First authorized in the Food Security Act of 1985, the Conservation Reserve Program (“CRP”) is a voluntary program that allows agricultural producers to contract with the United States Department of Agriculture’s (“USDA”) Farm Service Agency (“FSA”) to take highly erodible and environmentally sensitive land out of production in exchange for financial support. Under CRP, producers implement conservation practices on agricultural land, such as establishing certain plant species or developing wildlife habitat. In return FSA provides rental payments and cost-share assistance. The following is a general overview of CRP and how it functions.
Congress created CRP in 1985 in response to increased concern over high levels of soil erosion. The primary purpose of CRP is to conserve and improve “soil, water, and wildlife resources.” 16 U.S.C. § 3831(a). There are currently over 20 million acres enrolled in the program.

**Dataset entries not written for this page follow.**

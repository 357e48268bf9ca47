//! Red/amber/green banding of utilization.
//!
//! Bands are closed on their lower bound: exactly 0.85 is RED and exactly
//! 0.75 is AMBER.
use std::fmt;
use std::str::FromStr;

pub const RED_THRESHOLD: f64 = 0.85;
pub const AMBER_THRESHOLD: f64 = 0.75;

#[derive(Debug, Clone, Copy, PartialEq, Eq, Hash)]
pub enum Rag {
    Red,
    Amber,
    Green,
    /// Utilization is undefined (zero capacity).
    Unclassified,
}

impl Rag {
    pub fn as_str(&self) -> &'static str {
        match self {
            Rag::Red => "RED",
            Rag::Amber => "AMBER",
            Rag::Green => "GREEN",
            Rag::Unclassified => "UNCLASSIFIED",
        }
    }
}

impl fmt::Display for Rag {
    fn fmt(&self, f: &mut fmt::Formatter<'_>) -> fmt::Result {
        f.write_str(self.as_str())
    }
}

impl FromStr for Rag {
    type Err = String;

    fn from_str(s: &str) -> Result<Self, Self::Err> {
        match s.trim().to_ascii_uppercase().as_str() {
            "RED" => Ok(Rag::Red),
            "AMBER" => Ok(Rag::Amber),
            "GREEN" => Ok(Rag::Green),
            "UNCLASSIFIED" | "" => Ok(Rag::Unclassified),
            other => Err(format!("unknown RAG value {:?}", other)),
        }
    }
}

pub fn classify(utilization: Option<f64>) -> Rag {
    match utilization {
        Some(u) if u.is_nan() => Rag::Unclassified,
        Some(u) if u >= RED_THRESHOLD => Rag::Red,
        Some(u) if u >= AMBER_THRESHOLD => Rag::Amber,
        Some(_) => Rag::Green,
        None => Rag::Unclassified,
    }
}
#[cfg(test)]
mod tests {
    use super::*;

    fn text(s: &str) -> Cell {
        if s.is_empty() {
            Cell::Empty
        } else {
            Cell::Text(s.to_string())
        }
    }

    fn table(rows: &[&[&str]]) -> Vec<Vec<Cell>> {
        rows.iter().map(|r| r.iter().map(|c| text(c)).collect()).collect()
    }

    #[test]
    fn parses_typed_rows_and_ignores_extra_columns() {
        let rows = table(&[
            &[" County ", "FTE_on", "P_eff", "AP", "Utilization", "Backlog_Start"],
            &["Aitkin", "3", "1,200.5", "2400", "9.99", "15"],
            &["", "", "", "", "", ""],
            &["Anoka", "12.5", "9.8e2", "1.1E4", "", ""],
        ]);
        let (counties, report) = parse_county_table(&rows).unwrap();
        assert_eq!(counties.len(), 2);
        assert_eq!(report.total_rows, 3);
        assert_eq!(report.blank_rows, 1);
        assert_eq!(counties[0].p_eff, 1200.5);
        assert_eq!(counties[0].backlog_start, 15.0);
        assert_eq!(counties[1].backlog_start, 0.0);
        assert_eq!(counties[1].p_eff, 980.0);
        assert_eq!(counties[1].ap, 11000.0);
    }

    #[test]
    fn optional_productivity_columns_pass_through() {
        let rows = table(&[
            &["County", "FTE_on", "P_eff", "AP", "CPF", "P_ref"],
            &["Aitkin", "3", "1000", "2400", "1.05", "1050"],
            &["Cook", "2", "800", "1000", "", ""],
        ]);
        let (counties, _) = parse_county_table(&rows).unwrap();
        assert_eq!(counties[0].cpf, Some(1.05));
        assert_eq!(counties[0].p_ref, Some(1050.0));
        assert_eq!(counties[1].cpf, None);

        let bad = table(&[&["County", "FTE_on", "P_eff", "AP", "CPF"], &["Cook", "1", "1", "1", "high"]]);
        let err = parse_county_table(&bad).unwrap_err();
        assert_eq!(err.issues[0].field, "CPF");
    }

    #[test]
    fn numeric_cells_pass_through() {
        let rows = vec![
            table(&[&["County", "FTE_on", "P_eff", "AP"]]).remove(0),
            vec![
                Cell::Text("Cook".into()),
                Cell::Number(1.0),
                Cell::Number(50.0),
                Cell::Number(20.0),
            ],
        ];
        let (counties, _) = parse_county_table(&rows).unwrap();
        assert_eq!(counties[0], CountyInputs::new("Cook", 1.0, 50.0, 20.0));
    }

    #[test]
    fn missing_columns_are_reported_together() {
        let rows = table(&[&["County", "FTE", "AP"], &["Cook", "1", "2"]]);
        let err = parse_county_table(&rows).unwrap_err();
        let missing: Vec<&str> = err.issues.iter().map(|i| i.field.as_str()).collect();
        assert_eq!(missing, vec!["FTE_on", "P_eff"]);
        assert!(err.issues.iter().all(|i| i.kind == IssueKind::MissingColumn));
    }

    #[test]
    fn bad_cells_and_duplicates_are_collected() {
        let rows = table(&[
            &["County", "FTE_on", "P_eff", "AP"],
            &["Cook", "n/a", "50", "20"],
            &["Lake", "2", "", "20"],
            &["Cook", "1", "50", "20"],
            &["", "1", "50", "20"],
        ]);
        let err = parse_county_table(&rows).unwrap_err();
        assert_eq!(err.issues.len(), 4);
        assert_eq!(
            err.issues[0],
            ValidationIssue::for_county("Cook", "FTE_on", IssueKind::NotNumeric("n/a".into()))
        );
        assert_eq!(
            err.issues[1],
            ValidationIssue::for_county("Lake", "P_eff", IssueKind::MissingValue)
        );
        assert_eq!(err.issues[2].kind, IssueKind::DuplicateCounty);
        assert_eq!(
            err.issues[3],
            ValidationIssue::for_county("row 5", "County", IssueKind::BlankCounty)
        );
    }

    #[test]
    fn empty_sheet_is_missing_every_column() {
        let err = parse_county_table(&[]).unwrap_err();
        assert_eq!(err.issues.len(), 4);
    }

    #[test]
    fn arrivals_table() {
        let rows = table(&[
            &["County", "Category", "Count", "Weight"],
            &["Cook", "Standard Case Work", "10", "1"],
            &["Cook", "Court / Hearing Events", "", ""],
        ]);
        let arrivals = parse_arrivals_table(&rows).unwrap();
        assert_eq!(arrivals.len(), 2);
        assert_eq!(arrivals[0].weight, Some(1.0));
        assert_eq!(arrivals[1].count, 0.0);
        assert_eq!(arrivals[1].weight, None);

        let negative = table(&[
            &["County", "Category", "Count", "Weight"],
            &["Cook", "Standard Case Work", "100", "1"],
            &["Cook", "Standard Case Work", "-40", "1"],
            &["Lake", "Court / Hearing Events", "5", "-1.2"],
        ]);
        let err = parse_arrivals_table(&negative).unwrap_err();
        assert_eq!(
            err.issues,
            vec![
                ValidationIssue::for_county("Cook", "Count", IssueKind::Negative(-40.0)),
                ValidationIssue::for_county("Lake", "Weight", IssueKind::Negative(-1.2)),
            ]
        );

        let bad = table(&[&["County", "Count"], &["Cook", "1"]]);
        let err = parse_arrivals_table(&bad).unwrap_err();
        assert_eq!(err.issues[0].field, "Category");
    }

    #[test]
    fn format_from_extension() {
        assert_eq!(InputFormat::from_path(Path::new("a.CSV")).unwrap(), InputFormat::Csv);
        assert_eq!(InputFormat::from_path(Path::new("a.xlsx")).unwrap(), InputFormat::Xlsx);
        assert!(matches!(
            InputFormat::from_path(Path::new("a.ods")),
            Err(LoadError::UnsupportedFormat(_))
        ));
    }
}
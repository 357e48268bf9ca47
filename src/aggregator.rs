//! Statewide rollup.
//!
//! Ratios are taken over summed inputs, never averaged across counties.
use crate::classifier::classify;
use crate::types::{CountyRecord, RagCounts, StatewideSummary};

pub const STATEWIDE_SCOPE: &str = "Statewide";

pub fn rollup(records: &[CountyRecord]) -> StatewideSummary {
    let mut fte_on = 0.0;
    let mut ap = 0.0;
    let mut capacity = 0.0;
    let mut fte_required = 0.0;
    let mut gap = 0.0;
    let mut backlog_start = 0.0;
    let mut backlog_end = 0.0;
    let mut rag_counts = RagCounts::default();

    for r in records {
        fte_on += r.inputs.fte_on;
        ap += r.inputs.ap;
        // From raw inputs, not r.metrics.capacity.
        capacity += r.inputs.fte_on * r.inputs.p_eff;
        fte_required += r.metrics.fte_required;
        gap += r.metrics.gap;
        backlog_start += r.inputs.backlog_start;
        backlog_end += r.metrics.backlog_end;
        rag_counts.add(r.metrics.rag);
    }

    let utilization = if capacity > 0.0 {
        Some(ap / capacity)
    } else {
        None
    };

    StatewideSummary {
        county_count: records.len(),
        fte_on,
        ap,
        capacity,
        utilization,
        fte_required,
        gap,
        backlog_start,
        backlog_end,
        rag: classify(utilization),
        rag_counts,
    }
}
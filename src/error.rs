// Error taxonomy shared by the loader, calculator, weights and history log.
//
// Validation errors carry every problem found in a batch instead of stopping
// at the first one, so a user can fix a whole sheet in one pass.
use std::fmt;
use std::path::PathBuf;
use thiserror::Error;

/// What is wrong with a single input value.
#[derive(Debug, Clone, PartialEq)]
pub enum IssueKind {
    Negative(f64),
    NotPositive(f64),
    NotFinite,
    NotNumeric(String),
    MissingValue,
    MissingColumn,
    DuplicateCounty,
    BlankCounty,
}

impl fmt::Display for IssueKind {
    fn fmt(&self, f: &mut fmt::Formatter<'_>) -> fmt::Result {
        match self {
            IssueKind::Negative(v) => write!(f, "must be >= 0, got {}", v),
            IssueKind::NotPositive(v) => write!(f, "must be > 0, got {}", v),
            IssueKind::NotFinite => write!(f, "must be a finite number"),
            IssueKind::NotNumeric(raw) => write!(f, "not a number: {:?}", raw),
            IssueKind::MissingValue => write!(f, "value is missing"),
            IssueKind::MissingColumn => write!(f, "required column is missing"),
            IssueKind::DuplicateCounty => write!(f, "county appears more than once"),
            IssueKind::BlankCounty => write!(f, "county name is blank"),
        }
    }
}

/// One offending field, optionally tied to a county.
#[derive(Debug, Clone, PartialEq)]
pub struct ValidationIssue {
    pub county: Option<String>,
    pub field: String,
    pub kind: IssueKind,
}

impl ValidationIssue {
    pub fn for_county(county: &str, field: &str, kind: IssueKind) -> Self {
        Self {
            county: Some(county.to_string()),
            field: field.to_string(),
            kind,
        }
    }

    pub fn for_column(field: &str, kind: IssueKind) -> Self {
        Self {
            county: None,
            field: field.to_string(),
            kind,
        }
    }
}

impl fmt::Display for ValidationIssue {
    fn fmt(&self, f: &mut fmt::Formatter<'_>) -> fmt::Result {
        match &self.county {
            Some(c) => write!(f, "{} / {}: {}", c, self.field, self.kind),
            None => write!(f, "{}: {}", self.field, self.kind),
        }
    }
}

fn join_issues<T: fmt::Display>(issues: &[T]) -> String {
    issues
        .iter()
        .map(|i| i.to_string())
        .collect::<Vec<_>>()
        .join("; ")
}

/// Raw county data violates a constraint.
#[derive(Debug, Clone, PartialEq, Error)]
#[error("{} invalid value(s): {}", .issues.len(), join_issues(.issues))]
pub struct DataValidationError {
    pub issues: Vec<ValidationIssue>,
}

impl DataValidationError {
    pub fn new(issues: Vec<ValidationIssue>) -> Self {
        Self { issues }
    }

    /// Counties named in the issues, in first-seen order.
    pub fn counties(&self) -> Vec<&str> {
        let mut seen: Vec<&str> = Vec::new();
        for issue in &self.issues {
            if let Some(c) = issue.county.as_deref() {
                if !seen.contains(&c) {
                    seen.push(c);
                }
            }
        }
        seen
    }
}

#[derive(Debug, Clone, PartialEq)]
pub enum WeightIssue {
    NotNumeric(String),
    NotFinite,
    Negative(f64),
    NotPositive(f64),
    BlankKey,
    UnknownKey,
}

impl fmt::Display for WeightIssue {
    fn fmt(&self, f: &mut fmt::Formatter<'_>) -> fmt::Result {
        match self {
            WeightIssue::NotNumeric(raw) => write!(f, "not a number: {:?}", raw),
            WeightIssue::NotFinite => write!(f, "must be a finite number"),
            WeightIssue::Negative(v) => write!(f, "must be >= 0, got {}", v),
            WeightIssue::NotPositive(v) => write!(f, "must be > 0, got {}", v),
            WeightIssue::BlankKey => write!(f, "weight name is blank"),
            WeightIssue::UnknownKey => write!(f, "not a coefficient or known category"),
        }
    }
}

#[derive(Debug, Clone, PartialEq)]
pub struct KeyIssue {
    pub key: String,
    pub issue: WeightIssue,
}

impl fmt::Display for KeyIssue {
    fn fmt(&self, f: &mut fmt::Formatter<'_>) -> fmt::Result {
        write!(f, "{}: {}", self.key, self.issue)
    }
}

/// A weights update was rejected; nothing from it was applied.
#[derive(Debug, Clone, PartialEq, Error)]
#[error("weights rejected: {}", join_issues(.issues))]
pub struct ConfigValidationError {
    pub issues: Vec<KeyIssue>,
}

impl ConfigValidationError {
    pub fn keys(&self) -> Vec<&str> {
        self.issues.iter().map(|i| i.key.as_str()).collect()
    }
}

#[derive(Debug, Error)]
pub enum ExportError {
    #[error("failed to serialize history: {0}")]
    Csv(#[from] csv::Error),
    #[error("failed to flush history buffer: {0}")]
    Buffer(#[source] std::io::Error),
    #[error("failed to write {path}: {source}")]
    Io {
        path: PathBuf,
        #[source]
        source: std::io::Error,
    },
}

#[derive(Debug, Error)]
pub enum LoadError {
    #[error("failed to read {path}: {source}")]
    Io {
        path: PathBuf,
        #[source]
        source: std::io::Error,
    },
    #[error("failed to parse CSV: {0}")]
    Csv(#[from] csv::Error),
    #[error("failed to open workbook {path}: {source}")]
    Excel {
        path: PathBuf,
        #[source]
        source: calamine::XlsxError,
    },
    #[error("worksheet {0:?} not found")]
    MissingSheet(String),
    #[error("sheet has no header row")]
    EmptySheet,
    #[error("invalid history row: {0}")]
    InvalidHistory(String),
    #[error("unsupported input type: {0}")]
    UnsupportedFormat(String),
    #[error(transparent)]
    Validation(#[from] DataValidationError),
}

#[derive(Debug, Error)]
pub enum SessionError {
    #[error(transparent)]
    Config(#[from] ConfigValidationError),
    #[error(transparent)]
    Data(#[from] DataValidationError),
    #[error(transparent)]
    Export(#[from] ExportError),
    #[error("unknown county: {0}")]
    UnknownCounty(String),
    #[error("no dataset loaded")]
    NoData,
}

The basic structure of CRP is relatively straightforward. Farmers who are interested in participating in the program submit offers to FSA. If the offer is accepted, the farmer and FSA enter into a 10 to 15-year contract, with the farmer agreeing to adopt certain conservation practices in exchange for annual rental payments, and cost-share assistance from FSA. While the general structure of CRP is straightforward, there are complexities in how the program is carried out.
FSA enrolls most CRP acres during regular general sign-up periods announced by USDA. It is during these sign-ups that agricultural operators and landowners may submit offers to FSA. The offers should specify both the acreage that the farmer would like to enroll in the program, and the dollar amount they are will to accept as rental payments. 7 C.F.R. § 1410.31(a). Submitted offers are evaluated on a competitive basis so that the offers selected will provide the greatest environmental benefits relative to cost. In evaluating offers, FSA may consider a variety of factors, including: soil erosion, water quality for both surface and groundwater; wildlife benefits; soil productivity; cost of enrolling the acreage; and the likelihood that the soil will remain in non-agricultural use beyond the CRP contract period. 7 C.F.R. § 1410.31(b).
A general sign-up for CRP is offered at least once a year, but is not the only opportunity that agricultural producers have to enroll in CRP. Along with a general sign-up period, CRP also has a continuous sign-up option referred to as the Continuous Conservation Reserve Program (“CCRP”) that is aimed at enrolling the most environmentally desirable land. Under CCRP, farmers are paid to install partial field conservation practices, often buffers or wildlife habitat. Unlike general sign-ups, there continuous sign-up is not competitive. Land submitted for CCRP will be enrolled automatically so long as it meets the eligibility criteria. Common practices adopted on acres enrolled in CCRP include: riparian buffers, wildlife habitat buffers, filter strips, wetland restoration, shelterbelts, windbreaks, living snowfences, salt-tolerant vegetation, and shallow water areas for wildlife. 7 C.F.R. § 1410.30.
There are several initiatives within CRP aimed at specific types of conservation:
Clear Lakes, Estuaries, and Rivers Initiative
The Clear Lakes, Estuaries, and Rivers (“CLEAR”) Initiative was established under the Agriculture Improvement Act of 2018 (“2018 Farm Bill”) to help protect water quality through the reduction of sediment, nutrients, and harmful algal blooms. 16 U.S.C. § 3831(d)(3)(B). The program is currently in a “pilot” phase, and is only available for farmers and landowners with expiring CRP contracts in the Great Lakes and Chesapeake Bay regions.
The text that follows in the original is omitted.